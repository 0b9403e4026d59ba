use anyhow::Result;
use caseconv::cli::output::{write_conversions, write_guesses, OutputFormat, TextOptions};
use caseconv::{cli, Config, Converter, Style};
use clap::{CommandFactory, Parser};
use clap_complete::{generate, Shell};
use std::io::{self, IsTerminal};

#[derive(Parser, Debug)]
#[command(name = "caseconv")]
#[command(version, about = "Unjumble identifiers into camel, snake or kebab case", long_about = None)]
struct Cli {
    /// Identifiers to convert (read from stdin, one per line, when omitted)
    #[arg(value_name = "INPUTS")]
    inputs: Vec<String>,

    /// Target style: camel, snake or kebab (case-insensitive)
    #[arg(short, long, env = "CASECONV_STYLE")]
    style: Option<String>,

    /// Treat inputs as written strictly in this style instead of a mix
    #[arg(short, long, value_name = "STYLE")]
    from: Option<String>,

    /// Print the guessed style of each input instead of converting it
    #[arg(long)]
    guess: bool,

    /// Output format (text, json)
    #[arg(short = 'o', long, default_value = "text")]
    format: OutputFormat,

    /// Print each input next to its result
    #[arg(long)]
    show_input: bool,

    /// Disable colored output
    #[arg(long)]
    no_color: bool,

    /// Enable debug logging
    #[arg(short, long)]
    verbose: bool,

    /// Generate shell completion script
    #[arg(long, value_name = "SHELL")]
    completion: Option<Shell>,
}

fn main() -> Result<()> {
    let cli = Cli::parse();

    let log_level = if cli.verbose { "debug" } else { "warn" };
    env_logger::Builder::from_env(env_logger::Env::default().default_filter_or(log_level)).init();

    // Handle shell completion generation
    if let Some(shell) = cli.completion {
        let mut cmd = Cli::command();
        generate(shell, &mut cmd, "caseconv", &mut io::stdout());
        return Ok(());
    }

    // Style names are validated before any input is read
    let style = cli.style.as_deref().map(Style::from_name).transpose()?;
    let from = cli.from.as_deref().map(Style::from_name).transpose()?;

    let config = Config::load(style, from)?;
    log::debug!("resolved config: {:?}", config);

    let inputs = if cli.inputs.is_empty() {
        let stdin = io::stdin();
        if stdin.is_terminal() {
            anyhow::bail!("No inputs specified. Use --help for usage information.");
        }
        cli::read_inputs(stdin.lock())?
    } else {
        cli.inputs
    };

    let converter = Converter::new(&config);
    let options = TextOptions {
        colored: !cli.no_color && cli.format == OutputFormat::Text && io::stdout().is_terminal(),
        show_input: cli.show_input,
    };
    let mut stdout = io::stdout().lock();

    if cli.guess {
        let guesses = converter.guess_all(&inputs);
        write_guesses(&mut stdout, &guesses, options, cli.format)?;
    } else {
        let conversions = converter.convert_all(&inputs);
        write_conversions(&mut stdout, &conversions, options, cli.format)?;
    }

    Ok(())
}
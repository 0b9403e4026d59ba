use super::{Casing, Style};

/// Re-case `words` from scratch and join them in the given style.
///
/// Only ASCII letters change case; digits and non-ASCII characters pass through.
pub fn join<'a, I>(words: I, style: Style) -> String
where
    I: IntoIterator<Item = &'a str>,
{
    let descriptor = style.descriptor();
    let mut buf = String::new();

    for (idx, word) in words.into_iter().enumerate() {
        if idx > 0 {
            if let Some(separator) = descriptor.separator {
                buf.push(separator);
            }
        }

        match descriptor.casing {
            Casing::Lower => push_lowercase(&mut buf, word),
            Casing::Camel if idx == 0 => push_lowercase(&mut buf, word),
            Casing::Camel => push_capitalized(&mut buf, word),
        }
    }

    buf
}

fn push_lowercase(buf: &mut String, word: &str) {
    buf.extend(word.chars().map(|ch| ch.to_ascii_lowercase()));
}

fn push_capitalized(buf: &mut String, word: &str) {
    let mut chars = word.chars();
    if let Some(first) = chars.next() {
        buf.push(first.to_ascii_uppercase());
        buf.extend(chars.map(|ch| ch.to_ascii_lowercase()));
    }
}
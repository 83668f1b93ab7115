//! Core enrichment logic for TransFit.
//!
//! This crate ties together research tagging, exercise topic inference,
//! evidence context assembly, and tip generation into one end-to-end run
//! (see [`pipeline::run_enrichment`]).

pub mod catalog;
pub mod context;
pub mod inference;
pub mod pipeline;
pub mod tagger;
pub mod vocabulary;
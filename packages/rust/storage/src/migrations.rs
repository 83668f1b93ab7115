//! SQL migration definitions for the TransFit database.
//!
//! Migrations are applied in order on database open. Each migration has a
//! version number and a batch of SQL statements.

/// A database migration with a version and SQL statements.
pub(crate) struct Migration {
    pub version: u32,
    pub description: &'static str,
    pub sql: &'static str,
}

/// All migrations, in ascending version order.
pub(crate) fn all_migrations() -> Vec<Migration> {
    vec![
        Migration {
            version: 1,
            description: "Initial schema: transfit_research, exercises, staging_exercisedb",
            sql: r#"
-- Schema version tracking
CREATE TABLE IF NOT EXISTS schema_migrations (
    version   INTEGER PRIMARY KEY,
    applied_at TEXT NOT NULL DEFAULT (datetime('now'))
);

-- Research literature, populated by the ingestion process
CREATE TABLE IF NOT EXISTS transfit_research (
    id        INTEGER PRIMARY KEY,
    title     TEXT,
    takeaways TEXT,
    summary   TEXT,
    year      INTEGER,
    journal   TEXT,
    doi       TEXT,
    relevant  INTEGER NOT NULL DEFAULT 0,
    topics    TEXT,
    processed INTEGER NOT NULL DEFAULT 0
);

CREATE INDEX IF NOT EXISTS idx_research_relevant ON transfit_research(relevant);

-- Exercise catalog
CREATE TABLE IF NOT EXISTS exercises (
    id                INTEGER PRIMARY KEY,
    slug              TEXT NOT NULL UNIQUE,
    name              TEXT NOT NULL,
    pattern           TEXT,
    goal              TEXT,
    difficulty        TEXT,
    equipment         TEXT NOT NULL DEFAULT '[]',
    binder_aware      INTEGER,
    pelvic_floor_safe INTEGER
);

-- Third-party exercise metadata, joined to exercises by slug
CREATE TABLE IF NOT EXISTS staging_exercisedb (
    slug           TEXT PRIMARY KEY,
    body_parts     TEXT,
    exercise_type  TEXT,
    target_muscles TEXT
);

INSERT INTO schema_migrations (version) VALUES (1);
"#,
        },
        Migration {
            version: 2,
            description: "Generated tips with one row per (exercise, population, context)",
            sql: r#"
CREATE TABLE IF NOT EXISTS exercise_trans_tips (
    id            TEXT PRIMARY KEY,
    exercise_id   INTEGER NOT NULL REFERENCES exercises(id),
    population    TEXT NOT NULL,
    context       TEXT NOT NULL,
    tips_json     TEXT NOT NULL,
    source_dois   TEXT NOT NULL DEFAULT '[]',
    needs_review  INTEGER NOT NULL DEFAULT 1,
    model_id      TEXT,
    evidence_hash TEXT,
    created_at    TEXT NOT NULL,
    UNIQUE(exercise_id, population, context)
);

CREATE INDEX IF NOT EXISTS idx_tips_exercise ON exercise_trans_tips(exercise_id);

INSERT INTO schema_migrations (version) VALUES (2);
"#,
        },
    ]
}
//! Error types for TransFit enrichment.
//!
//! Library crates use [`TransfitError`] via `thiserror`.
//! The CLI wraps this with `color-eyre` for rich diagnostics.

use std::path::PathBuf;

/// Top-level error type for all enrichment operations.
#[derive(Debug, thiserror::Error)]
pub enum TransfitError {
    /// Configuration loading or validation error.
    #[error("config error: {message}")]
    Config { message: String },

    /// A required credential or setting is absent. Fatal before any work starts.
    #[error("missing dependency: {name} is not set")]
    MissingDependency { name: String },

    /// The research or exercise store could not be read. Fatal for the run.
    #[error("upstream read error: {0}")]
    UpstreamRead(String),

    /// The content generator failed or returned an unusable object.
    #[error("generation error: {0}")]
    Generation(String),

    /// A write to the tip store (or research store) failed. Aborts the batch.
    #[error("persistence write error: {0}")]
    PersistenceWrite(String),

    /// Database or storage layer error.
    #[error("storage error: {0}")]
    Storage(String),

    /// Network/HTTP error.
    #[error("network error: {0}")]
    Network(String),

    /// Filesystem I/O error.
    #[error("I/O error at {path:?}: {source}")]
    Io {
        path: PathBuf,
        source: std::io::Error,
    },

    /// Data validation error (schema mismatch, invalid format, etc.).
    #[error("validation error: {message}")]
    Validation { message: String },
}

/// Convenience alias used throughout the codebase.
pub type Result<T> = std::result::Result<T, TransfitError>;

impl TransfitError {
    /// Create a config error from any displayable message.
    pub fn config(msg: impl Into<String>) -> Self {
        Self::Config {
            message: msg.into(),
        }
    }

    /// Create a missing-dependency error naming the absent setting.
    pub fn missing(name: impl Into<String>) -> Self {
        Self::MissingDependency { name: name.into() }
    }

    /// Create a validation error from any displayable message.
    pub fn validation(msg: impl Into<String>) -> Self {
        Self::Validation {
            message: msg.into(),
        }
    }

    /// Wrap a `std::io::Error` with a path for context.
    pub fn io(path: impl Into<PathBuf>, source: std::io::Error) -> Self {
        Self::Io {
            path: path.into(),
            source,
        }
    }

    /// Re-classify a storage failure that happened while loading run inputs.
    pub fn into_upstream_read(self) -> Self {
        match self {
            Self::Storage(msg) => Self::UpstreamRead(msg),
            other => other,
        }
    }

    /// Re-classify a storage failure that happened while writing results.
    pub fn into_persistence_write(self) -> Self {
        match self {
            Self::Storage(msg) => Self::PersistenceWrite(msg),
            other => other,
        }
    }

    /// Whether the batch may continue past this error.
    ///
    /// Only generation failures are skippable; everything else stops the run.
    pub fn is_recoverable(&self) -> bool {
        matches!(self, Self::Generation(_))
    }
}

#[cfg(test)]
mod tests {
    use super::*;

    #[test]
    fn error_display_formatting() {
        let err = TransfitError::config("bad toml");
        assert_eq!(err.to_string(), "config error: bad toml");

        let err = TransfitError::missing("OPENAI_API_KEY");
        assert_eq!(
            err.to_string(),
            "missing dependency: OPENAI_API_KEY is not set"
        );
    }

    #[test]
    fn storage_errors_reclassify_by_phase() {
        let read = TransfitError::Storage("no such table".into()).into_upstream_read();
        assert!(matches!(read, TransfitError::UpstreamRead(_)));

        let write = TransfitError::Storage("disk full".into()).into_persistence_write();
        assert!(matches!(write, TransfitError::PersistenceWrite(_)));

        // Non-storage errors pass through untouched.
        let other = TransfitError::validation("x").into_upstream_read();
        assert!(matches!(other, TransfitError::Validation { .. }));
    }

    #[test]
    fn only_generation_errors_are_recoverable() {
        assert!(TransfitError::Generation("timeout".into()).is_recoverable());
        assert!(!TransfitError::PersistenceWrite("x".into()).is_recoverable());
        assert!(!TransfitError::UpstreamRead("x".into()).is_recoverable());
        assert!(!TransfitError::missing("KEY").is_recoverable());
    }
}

HOW TO COMPLETE THIS TASK: In the entries above, find each line with the string "pass" and copy it.

RESPONSE AREA:
/// Only ASCII letters change case; digits and non-ASCII characters pass through.
        // Non-storage errors pass through untouched.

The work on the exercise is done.